Many investors are likely to hold off making big bets until the non-farm payrolls report due on Friday shows the employment situation, the key factor for the Fed's decision on monetary policy. On Wednesday the market get an anecdotal look at economic conditions from the Fed's Beige Book.

And some analysts point to technical factors to say the market, with the S&P 500 up more than 15 percent so far this year, is not as strong as it looks.

"It seems like the market just wants to go higher and higher, but one thing that worries me is the advance-decline numbers which hit the worst in four years yesterday," said Frank Gretz, market analyst and technician for brokerage Wellington Shields & Co in New York.

The ratio of advancing stocks to declining stocks is used to gauge the strength of a an index price trend and the chance it will reverse.

The Dow Jones industrial average was up 21.57 points, or 0.14 percent, at 15,275.60. The Standard & Poor's 500 Index was up 3.93 points, or 0.24 percent, at 1,644.35. The Nasdaq Composite Index was up 13.47 points, or 0.39 percent, at 3,478.84.

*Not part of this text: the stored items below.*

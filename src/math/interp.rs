//! Linear interpolation and nearest-neighbour bracketing over sorted 1-D arrays.
//!
//! Every lookup in the isochrone layer (age, mass, metallicity) reduces to:
//!
//! 1. find the two stored values that bracket the requested one
//! 2. linearly interpolate the tabulated quantity between them
//!
//! Bracketing never indexes past either end of the array. Values outside the
//! array's range are reported as [`BracketError::OutOfRange`] so that callers can
//! turn them into "impossible under this model" instead of guessing.

use thiserror::Error;

/// Two-point linear interpolation.
///
/// Written as `y_lo·(1−t) + y_hi·t` so that `x == x_lo` returns `y_lo` and
/// `x == x_hi` returns `y_hi` exactly. Produces NaN when `x_hi == x_lo`; callers
/// must not pass a degenerate pair.
pub fn linear_interp(x: f64, lo: (f64, f64), hi: (f64, f64)) -> f64 {
    let (x_lo, y_lo) = lo;
    let (x_hi, y_hi) = hi;
    let t = (x - x_lo) / (x_hi - x_lo);
    y_lo * (1.0 - t) + y_hi * t
}

/// A pair of stored values enclosing a requested value.
#[derive(Debug, Clone, Copy, PartialEq)]
pub struct Bracket {
    pub lower: f64,
    pub upper: f64,
    pub lower_index: usize,
    pub upper_index: usize,
}

impl Bracket {
    /// True when the requested value matched a stored value exactly.
    pub fn is_exact(&self) -> bool {
        self.lower_index == self.upper_index
    }

    /// Interpolate `ys` (aligned with the bracketed array) at `x`.
    ///
    /// Returns `None` if either index is outside `ys`.
    pub fn interpolate(&self, x: f64, ys: &[f64]) -> Option<f64> {
        let y_lo = *ys.get(self.lower_index)?;
        if self.is_exact() {
            return Some(y_lo);
        }
        let y_hi = *ys.get(self.upper_index)?;
        Some(linear_interp(x, (self.lower, y_lo), (self.upper, y_hi)))
    }
}

#[derive(Error, Debug, Clone, Copy, PartialEq)]
pub enum BracketError {
    #[error("cannot bracket a value in an empty array")]
    Empty,
    #[error("cannot bracket non-finite value {0}")]
    NonFinite(f64),
    #[error("value {value} outside [{min}, {max}]")]
    OutOfRange { value: f64, min: f64, max: f64 },
}

/// Find the stored values that bracket `value` in an ascending array.
///
/// - strictly between two adjacent elements: returns exactly those two
/// - equal to a stored element: returns a degenerate bracket on that element
///   (`lower == upper`, same index)
/// - outside `[sorted[0], sorted[n-1]]`: [`BracketError::OutOfRange`]
///
/// With repeated values the lower bound is the last copy below `value` and the
/// upper bound the first copy above it, so `lower < value < upper` always holds
/// for non-exact brackets.
pub fn find_closest_bracket(value: f64, sorted: &[f64]) -> Result<Bracket, BracketError> {
    if !value.is_finite() {
        return Err(BracketError::NonFinite(value));
    }
    let (Some(&min), Some(&max)) = (sorted.first(), sorted.last()) else {
        return Err(BracketError::Empty);
    };
    if value < min || value > max {
        return Err(BracketError::OutOfRange { value, min, max });
    }

    debug_assert!(
        sorted.windows(2).all(|w| w[0] <= w[1]),
        "find_closest_bracket requires an ascending array"
    );

    // First element >= value. Exists because value <= max.
    let upper_index = sorted.partition_point(|&x| x < value);
    let upper = sorted[upper_index];

    if upper == value {
        return Ok(Bracket {
            lower: upper,
            upper,
            lower_index: upper_index,
            upper_index,
        });
    }

    // upper > value >= min, so upper_index > 0.
    let lower_index = upper_index - 1;
    Ok(Bracket {
        lower: sorted[lower_index],
        upper,
        lower_index,
        upper_index,
    })
}

#[cfg(test)]
mod tests {
    use super::*;

    #[test]
    fn linear_interp_reproduces_endpoints() {
        let pairs = [(0.1, 0.3, 1.7, -2.2), (8.0, 9.0, 5.0, 4.0), (-1.0, 2.5, 0.1, 0.3)];
        for (x0, x1, y0, y1) in pairs {
            assert_eq!(linear_interp(x0, (x0, y0), (x1, y1)), y0);
            assert_eq!(linear_interp(x1, (x0, y0), (x1, y1)), y1);
        }
    }

    #[test]
    fn linear_interp_midpoint() {
        let y = linear_interp(1.25, (1.0, 4.0), (1.5, 3.0));
        assert_eq!(y, 3.5);
    }

    #[test]
    fn bracket_strictly_between_adjacent_elements() {
        let sorted = [0.1, 0.5, 0.9, 1.4, 2.0, 7.5];
        for i in 0..sorted.len() - 1 {
            for frac in [0.01, 0.3, 0.5, 0.77, 0.99] {
                let v = sorted[i] + frac * (sorted[i + 1] - sorted[i]);
                let b = find_closest_bracket(v, &sorted).unwrap();
                assert_eq!((b.lower, b.upper), (sorted[i], sorted[i + 1]), "value {v}");
                assert_eq!((b.lower_index, b.upper_index), (i, i + 1));
            }
        }
    }

    #[test]
    fn bracket_exact_matches_are_degenerate() {
        let sorted = [8.0, 8.5, 9.0];
        for (i, &v) in sorted.iter().enumerate() {
            let b = find_closest_bracket(v, &sorted).unwrap();
            assert!(b.is_exact());
            assert_eq!(b.lower_index, i);
            assert_eq!(b.lower, v);
        }
    }

    #[test]
    fn bracket_edges_and_errors() {
        let sorted = [1.0, 2.0];
        assert_eq!(
            find_closest_bracket(0.5, &sorted),
            Err(BracketError::OutOfRange {
                value: 0.5,
                min: 1.0,
                max: 2.0
            })
        );
        assert!(matches!(
            find_closest_bracket(2.5, &sorted),
            Err(BracketError::OutOfRange { .. })
        ));
        assert_eq!(find_closest_bracket(1.0, &[]), Err(BracketError::Empty));
        assert!(matches!(
            find_closest_bracket(f64::NAN, &sorted),
            Err(BracketError::NonFinite(_))
        ));

        // Single-element arrays bracket only their own value.
        let one = [3.0];
        assert!(find_closest_bracket(3.0, &one).unwrap().is_exact());
        assert!(find_closest_bracket(3.1, &one).is_err());
    }

    #[test]
    fn bracket_with_repeated_values_skips_duplicates() {
        let sorted = [1.0, 2.0, 2.0, 3.0];
        let b = find_closest_bracket(2.5, &sorted).unwrap();
        assert_eq!((b.lower_index, b.upper_index), (2, 3));
        let b = find_closest_bracket(1.5, &sorted).unwrap();
        assert_eq!((b.lower_index, b.upper_index), (0, 1));
    }

    #[test]
    fn bracket_interpolate_uses_aligned_values() {
        let xs = [0.5, 1.0, 1.5];
        let ys = [5.0, 4.0, 3.0];
        let b = find_closest_bracket(0.75, &xs).unwrap();
        assert_eq!(b.interpolate(0.75, &ys), Some(4.5));
        assert_eq!(b.interpolate(0.75, &ys[..1]), None);
    }
}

European stocks were just off their highs of the day but remained 0.6 percent higher and on course to snap a two-day losing streak that had left them at their lowest level since early May.

The dollar was up 0.7 percent against the yen, while the euro was down 0.1 percent against the dollar.

As the US financial markets session began, a report showed the US trade deficit widened less than expected in April as the lowest petroleum bill in nearly 2-1/2 years tempered the rise in imports, while exports hit a four-month high. .

But a report released on Monday showed the Institute for Supply Management's index of US factory activity fell to its lowest since June 2009 and tempered expectations that the Fed would retrace its stimulus measures. This left investors to focus more on Friday's US jobs report than any other data this week.